Hi Folks
Has anybody investigated the process for applying for an approved Ethertype as needed by batman advanced?
I found a few relevant documents:
http://standards.ieee.org/regauth/ http://standards.ieee.org/regauth/ethertype/type-tut.html http://standards.ieee.org/regauth/faqs.html#q15
Not cheap :-(
Andrew
Hi,
Has anybody investigated the process for applying for an approved Ethertype as needed by batman advanced?
Yes, Simon did a small research some months ago.
I found a few relevant documents:
http://standards.ieee.org/regauth/ http://standards.ieee.org/regauth/ethertype/type-tut.html http://standards.ieee.org/regauth/faqs.html#q15
We know about it. Nobody gave us the money yet... and I think it will never happen that a rich boy come to us and give us that money just for 16 bit... but I would pay the $15.00 bank fee :)

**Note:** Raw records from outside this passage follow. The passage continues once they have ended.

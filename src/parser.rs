//! Phrase Parser
//!
//! Turns free-form text ("convert 100 dollars to euros") into a
//! [`ConversionRequest`]. Patterns are tried in priority order and the first
//! match wins; nothing is guessed when none of them match.

use crate::currency::normalize;
use crate::error::ParseFailure;
use crate::models::ConversionRequest;
use lazy_static::lazy_static;
use regex::Regex;
use rust_decimal::Decimal;
use std::str::FromStr;
use tracing::debug;

lazy_static! {
    /// Ordered recognition patterns: amount, source word, target word.
    /// Words are ASCII-only; Unicode case folding would admit K (U+212A) and ſ.
    static ref PATTERNS: Vec<Regex> = [
        r"(?i)convert\s+([0-9]+(?:\.[0-9]+)?)\s+((?-u:[a-z]+))\s+to\s+((?-u:[a-z]+))",
        r"(?i)([0-9]+(?:\.[0-9]+)?)\s+((?-u:[a-z]+))\s+to\s+((?-u:[a-z]+))",
        r"(?i)([0-9]+(?:\.[0-9]+)?)\s+((?-u:[a-z]+))\s+in\s+((?-u:[a-z]+))",
    ]
    .iter()
    .map(|pattern| Regex::new(pattern).expect("invalid phrase pattern"))
    .collect();
}

pub struct PhraseParser;

impl PhraseParser {
    /// Parse text into a conversion request
    pub fn parse(text: &str) -> Result<ConversionRequest, ParseFailure> {
        let captures = PATTERNS
            .iter()
            .find_map(|pattern| pattern.captures(text))
            .ok_or(ParseFailure::NoRecognizablePhrase)?;

        let raw_amount = &captures[1];
        let amount = Decimal::from_str(raw_amount)
            .map_err(|_| ParseFailure::InvalidAmount(raw_amount.to_string()))?;

        let from_currency = normalize(&captures[2]);
        let to_currency = normalize(&captures[3]);

        debug!(
            %amount,
            from = %from_currency,
            to = %to_currency,
            "Parsed conversion phrase"
        );

        ConversionRequest::new(amount, from_currency, to_currency)
    }
}

/// Shorthand for [`PhraseParser::parse`]
pub fn parse(text: &str) -> Result<ConversionRequest, ParseFailure> {
    PhraseParser::parse(text)
}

http://open-mesh.net/wiki/2008-12-28-batman-adv-0-1-release
Best regards, Sven
We know about it. Nobody gave us the money yet... and I think it will never happen that a rich boy come to us and give us that money just for 16 bit...
The fee is about equivalent to 3 man days of work. So its not that big a sum for a commercial entity wanting to use batman in a product.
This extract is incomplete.